# Task statement
Instruction for the entries that follow: retype exactly the lines from the line with "assert_eq!(Engine::winner(&state), Some(Side::Player));" to the line with "assert_eq!(outcome.state.turn, 1);", both included, and omit all others.

____ Supplied data

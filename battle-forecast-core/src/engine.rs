//! Turn resolution entry point: legal actions and the pure
//! `(state, decisions) -> (state, log)` transform.

use crate::battle_log::BattleLog;
use crate::data::RuleData;
use crate::sim::battle::{BattleState, Side};
use crate::sim::combatant::Volatile;
use crate::sim::damage::{DamageCalculator, LocalDamageCalc};
use crate::sim::decision::Decision;
use crate::sim::moves::lookup_move;
use crate::sim::resolver::modifier::{condition_applies, ConditionContext};
use crate::sim::resolver::residual::{end_of_turn, start_of_turn};
use crate::sim::resolver::stat::effective_speed;
use crate::sim::resolver::{effects_of, item_of};
use crate::sim::switching::{is_trapped, perform_switch, SwitchKind};
use crate::sim::turn::{committed_move, execute_action, TurnContext};
use rand::rngs::SmallRng;
use serde::{Deserialize, Serialize};

/// Priority bracket of any switch.
pub const SWITCH_PRIORITY: i8 = 6;

/// Chances for the engine's own random rolls.
#[derive(Clone, Debug, PartialEq, Deserialize, Serialize)]
#[serde(default)]
pub struct EngineConfig {
    pub full_paralysis_chance: f64,
    pub thaw_chance: f64,
    pub confusion_self_hit_chance: f64,
    pub infatuation_chance: f64,
    /// Base of the success chance for back-to-back protection moves.
    pub consecutive_protect_success: f64,
}

impl Default for EngineConfig {
    fn default() -> Self {
        Self {
            full_paralysis_chance: 0.25,
            thaw_chance: 0.2,
            confusion_self_hit_chance: 0.33,
            infatuation_chance: 0.5,
            consecutive_protect_success: 0.0,
        }
    }
}

/// Result of a single turn.
#[derive(Clone, Debug)]
pub struct TurnOutcome {
    pub state: BattleState,
    pub log: BattleLog,
}

/// Turn engine over an injected rule catalog and damage calculator.
pub struct Engine {
    rules: RuleData,
    calc: Box<dyn DamageCalculator>,
    config: EngineConfig,
}

impl Engine {
    pub fn new(rules: RuleData, calc: Box<dyn DamageCalculator>, config: EngineConfig) -> Self {
        Self { rules, calc, config }
    }

    /// Engine with the in-process damage formula and default chances.
    pub fn with_rules(rules: RuleData) -> Self {
        Self::new(rules, Box::new(LocalDamageCalc), EngineConfig::default())
    }

    pub fn rules(&self) -> &RuleData {
        &self.rules
    }

    pub fn calculator(&self) -> &dyn DamageCalculator {
        self.calc.as_ref()
    }

    pub fn config(&self) -> &EngineConfig {
        &self.config
    }

    /// Decisions `side` may take. Callers are expected to pick from this list;
    /// `apply_turn` does not re-validate.
    pub fn legal_actions(&self, state: &BattleState, side: Side) -> Vec<Decision> {
        let party = state.party(side);
        let mon = state.active(side);
        let switches = || -> Vec<Decision> {
            party
                .bench()
                .map(|(_, member)| Decision::switch(member.species.clone()))
                .collect()
        };
        if mon.is_fainted() || mon.must_switch {
            return switches();
        }
        if let Some(charging) = &mon.charging {
            return vec![Decision::use_move(charging.clone())];
        }

        let mut actions: Vec<Decision> = mon
            .moves
            .iter()
            .filter(|name| self.move_allowed(state, side, name))
            .map(|name| Decision::use_move(name.clone()))
            .collect();
        if actions.is_empty() {
            tracing::debug!(side = side.label(), species = %mon.species, "no usable moves, falling back to Struggle");
            actions.push(Decision::struggle());
        }
        if !is_trapped(state, side, &self.rules) {
            actions.extend(switches());
        }
        actions
    }

    fn move_allowed(&self, state: &BattleState, side: Side, name: &str) -> bool {
        let mon = state.active(side);
        let foe = state.active(side.opponent());
        let mv = lookup_move(&self.rules, name);
        let id = crate::data::normalize_id(name);
        let is = |other: Option<&str>| other.is_some_and(|other| crate::data::normalize_id(other) == id);

        if item_of(mon, &self.rules).choice_lock && mon.choice_lock.is_some() && !is(mon.choice_lock.as_deref()) {
            return false;
        }
        if mon.encore_move.is_some() && !is(mon.encore_move.as_deref()) {
            return false;
        }
        if is(mon.disabled_move.as_deref()) {
            return false;
        }
        if !mv.is_damaging() && (mon.has_volatile(Volatile::Taunt) || item_of(mon, &self.rules).blocks_status_moves) {
            return false;
        }
        if mv.flags.heal && mon.has_volatile(Volatile::HealBlock) {
            return false;
        }
        if mon.has_volatile(Volatile::Torment) && is(mon.last_move.as_deref()) {
            return false;
        }
        if foe.has_volatile(Volatile::Imprison) && foe.knows_move(name) {
            return false;
        }
        true
    }

    /// Priority bracket of a decision: a switch is 6, otherwise the move's
    /// priority plus any conditional ability or item boost.
    pub fn action_priority(&self, state: &BattleState, side: Side, decision: &Decision) -> i8 {
        let Some(mv) = committed_move(state, side, decision, &self.rules) else {
            return SWITCH_PRIORITY;
        };
        let mon = state.active(side);
        let ctx = ConditionContext {
            owner: mon,
            field: &state.field,
            mv: Some(mv),
            effectiveness: None,
            target: Some(state.active(side.opponent())),
        };
        let boost: i8 = effects_of(mon, &self.rules)
            .iter()
            .filter(|effect| effect.priority_boost != 0 && condition_applies(&effect.condition, &ctx))
            .map(|effect| effect.priority_boost)
            .sum();
        mv.priority.saturating_add(boost)
    }

    /// Which side acts first. Brackets compare first, then the once-per-turn
    /// speed-order modifier, then speed (inverted under trick room). The
    /// player wins absolute ties.
    pub fn turn_order(&self, state: &BattleState, player: &Decision, ai: &Decision) -> [Side; 2] {
        let player_key = (
            self.action_priority(state, Side::Player, player),
            state.active(Side::Player).turn_priority_mod,
        );
        let ai_key = (
            self.action_priority(state, Side::Ai, ai),
            state.active(Side::Ai).turn_priority_mod,
        );
        let player_first = if player_key != ai_key {
            player_key > ai_key
        } else {
            let p_speed = effective_speed(state.active(Side::Player), &state.field, Side::Player, &self.rules);
            let a_speed = effective_speed(state.active(Side::Ai), &state.field, Side::Ai, &self.rules);
            if state.field.trick_room_active() {
                p_speed <= a_speed
            } else {
                p_speed >= a_speed
            }
        };
        if player_first {
            [Side::Player, Side::Ai]
        } else {
            [Side::Ai, Side::Player]
        }
    }

    /// Resolves one turn on a private copy of `state`.
    pub fn apply_turn(&self, state: &BattleState, player: &Decision, ai: &Decision, rng: &mut SmallRng) -> TurnOutcome {
        let mut next = state.clone();
        let mut log = BattleLog::new();
        next.turn = next.turn.saturating_add(1);
        let decisions = [player, ai];
        tracing::trace!(turn = next.turn, %player, %ai, "apply turn");

        let mut ctx = TurnContext {
            state: &mut next,
            rules: &self.rules,
            calc: self.calc.as_ref(),
            config: &self.config,
            rng,
            log: &mut log,
        };

        let forced: Vec<Side> = Side::BOTH
            .into_iter()
            .filter(|side| {
                let mon = ctx.state.active(*side);
                mon.is_fainted() || mon.must_switch
            })
            .collect();
        if !forced.is_empty() {
            for side in forced {
                forced_switch(&mut ctx, side, decisions[side.index()]);
            }
            return TurnOutcome { state: next, log };
        }

        ctx.state.field.clear_turn_flags();
        start_of_turn(ctx.state, decisions, ctx.rules, ctx.rng, ctx.log);
        let order = self.turn_order(ctx.state, player, ai);
        let starting = Side::BOTH.map(|side| ctx.state.party(side).active);
        for side in order {
            if ctx.state.is_total_ko() {
                break;
            }
            // A combatant dragged in mid-turn does not inherit the queued action.
            if ctx.state.party(side).active != starting[side.index()] {
                tracing::debug!(side = side.label(), "active replaced before acting, action skipped");
                continue;
            }
            execute_action(&mut ctx, side, decisions[side.index()]);
        }

        end_of_turn(ctx.state, ctx.rules, ctx.rng, ctx.log);
        for side in Side::BOTH {
            let mon = ctx.state.active_mut(side);
            if !mon.is_fainted() {
                mon.active_turns = mon.active_turns.saturating_add(1);
            }
            mon.remove_volatile(Volatile::Flinch);
            mon.remove_volatile(Volatile::Protect);
            mon.remove_volatile(Volatile::MagicCoat);
        }
        TurnOutcome { state: next, log }
    }

    /// The side whose opponent has been wiped out, if any. Simultaneous
    /// wipes report no winner.
    pub fn winner(state: &BattleState) -> Option<Side> {
        match (state.party(Side::Player).is_wiped(), state.party(Side::Ai).is_wiped()) {
            (false, true) => Some(Side::Player),
            (true, false) => Some(Side::Ai),
            _ => None,
        }
    }
}

/// Replaces a fainted or pivoting active. A non-switch decision falls back
/// to the first healthy bench member.
fn forced_switch(ctx: &mut TurnContext, side: Side, decision: &Decision) {
    let party = ctx.state.party(side);
    let chosen = match decision {
        Decision::Switch(target) => party.find_switch_target(target),
        Decision::UseMove(_) => None,
    };
    let Some(slot) = chosen.or_else(|| party.bench().next().map(|(idx, _)| idx)) else {
        ctx.state.active_mut(side).must_switch = false;
        return;
    };
    if let Decision::Switch(target) = decision {
        if party.has_duplicate_species(target) {
            ctx.log.push(format!(
                "[{}] More than one {target} in the party; switching to the first one available.",
                side.label()
            ));
        }
    }
    perform_switch(ctx.state, side, slot, SwitchKind::Forced, ctx.rules, ctx.rng, ctx.log);
}

impl std::fmt::Debug for Engine {
    fn fmt(&self, f: &mut std::fmt::Formatter<'_>) -> std::fmt::Result {
        f.debug_struct("Engine")
            .field("moves", &self.rules.move_count())
            .field("config", &self.config)
            .finish()
    }
}

#[cfg(test)]
mod tests {
    use super::*;
    use crate::data::moves::{MoveCategory, MoveData, MoveEffect};
    use crate::data::types::Type;
    use crate::sim::battle::Party;
    use crate::sim::combatant::Combatant;
    use crate::sim::stats::StatBlock;
    use rand::SeedableRng;

    fn mon(species: &str, spe: u16, moves: &[&str]) -> Combatant {
        Combatant::new(species, 50, vec![Type::Normal], StatBlock::new(160, 100, 100, 100, 100, spe))
            .with_moves(moves.iter().copied())
    }

    fn rules() -> RuleData {
        RuleData::new()
            .with_move(MoveData::new("Tackle", Type::Normal, MoveCategory::Physical, 40))
            .with_move(MoveData::new("Quick Attack", Type::Normal, MoveCategory::Physical, 40).with_priority(1))
            .with_move(MoveData::status(
                "Growl",
                Type::Normal,
                MoveEffect::Boost {
                    boosts: [(crate::sim::stats::Stat::Atk, -1)].into_iter().collect(),
                    target_self: false,
                },
            ))
    }

    #[test]
    fn struggle_when_every_move_is_locked_out() {
        let engine = Engine::with_rules(rules());
        let mut state = BattleState::new(
            Party::new(vec![mon("Solo", 100, &["Growl"])]),
            Party::new(vec![mon("Foe", 100, &["Tackle"])]),
        );
        state.active_mut(Side::Player).add_volatile(Volatile::Taunt, 3);
        assert_eq!(engine.legal_actions(&state, Side::Player), vec![Decision::struggle()]);
    }

    #[test]
    fn priority_beats_speed() {
        let engine = Engine::with_rules(rules());
        let state = BattleState::new(
            Party::new(vec![mon("Slow", 10, &["Quick Attack"])]),
            Party::new(vec![mon("Fast", 200, &["Tackle"])]),
        );
        let order = engine.turn_order(&state, &Decision::use_move("Quick Attack"), &Decision::use_move("Tackle"));
        assert_eq!(order, [Side::Player, Side::Ai]);
        let order = engine.turn_order(&state, &Decision::use_move("Tackle"), &Decision::switch("Anyone"));
        assert_eq!(order, [Side::Ai, Side::Player]);
    }

    #[test]
    fn trick_room_inverts_and_ties_go_to_the_player() {
        let engine = Engine::with_rules(rules());
        let mut state = BattleState::new(
            Party::new(vec![mon("Slow", 50, &["Tackle"])]),
            Party::new(vec![mon("Fast", 100, &["Tackle"])]),
        );
        let tackle = Decision::use_move("Tackle");
        assert_eq!(engine.turn_order(&state, &tackle, &tackle), [Side::Ai, Side::Player]);
        state.field.trick_room = 3;
        assert_eq!(engine.turn_order(&state, &tackle, &tackle), [Side::Player, Side::Ai]);
        state.field.trick_room = 0;
        state.active_mut(Side::Player).stats.spe = 100;
        assert_eq!(engine.turn_order(&state, &tackle, &tackle), [Side::Player, Side::Ai]);
    }

    #[test]
    fn winner_needs_a_one_sided_wipe() {
        let mut state = BattleState::new(
            Party::new(vec![mon("A", 100, &["Tackle"])]),
            Party::new(vec![mon("B", 100, &["Tackle"])]),
        );
        assert_eq!(Engine::winner(&state), None);
        state.active_mut(Side::Ai).current_hp = 0;
        assert_eq!(Engine::winner(&state), Some(Side::Player));
        state.active_mut(Side::Player).current_hp = 0;
        assert_eq!(Engine::winner(&state), None);
    }

    #[test]
    fn apply_turn_leaves_the_input_untouched() {
        let engine = Engine::with_rules(rules());
        let state = BattleState::new(
            Party::new(vec![mon("A", 100, &["Tackle"])]),
            Party::new(vec![mon("B", 90, &["Tackle"])]),
        );
        let snapshot = state.clone();
        let mut rng = SmallRng::seed_from_u64(1);
        let tackle = Decision::use_move("Tackle");
        let outcome = engine.apply_turn(&state, &tackle, &tackle, &mut rng);
        assert_eq!(state, snapshot);
        assert_eq!(outcome.state.turn, 1);
        assert!(outcome.state.active(Side::Ai).current_hp < 160);
    }
}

________

# Written answer
        assert_eq!(Engine::winner(&state), Some(Side::Player));
        state.active_mut(Side::Player).current_hp = 0;
        assert_eq!(Engine::winner(&state), None);
    }

    #[test]
    fn apply_turn_leaves_the_input_untouched() {
        let engine = Engine::with_rules(rules());
        let state = BattleState::new(
            Party::new(vec![mon("A", 100, &["Tackle"])]),
            Party::new(vec![mon("B", 90, &["Tackle"])]),
        );
        let snapshot = state.clone();
        let mut rng = SmallRng::seed_from_u64(1);
        let tackle = Decision::use_move("Tackle");
        let outcome = engine.apply_turn(&state, &tackle, &tackle, &mut rng);
        assert_eq!(state, snapshot);
        assert_eq!(outcome.state.turn, 1);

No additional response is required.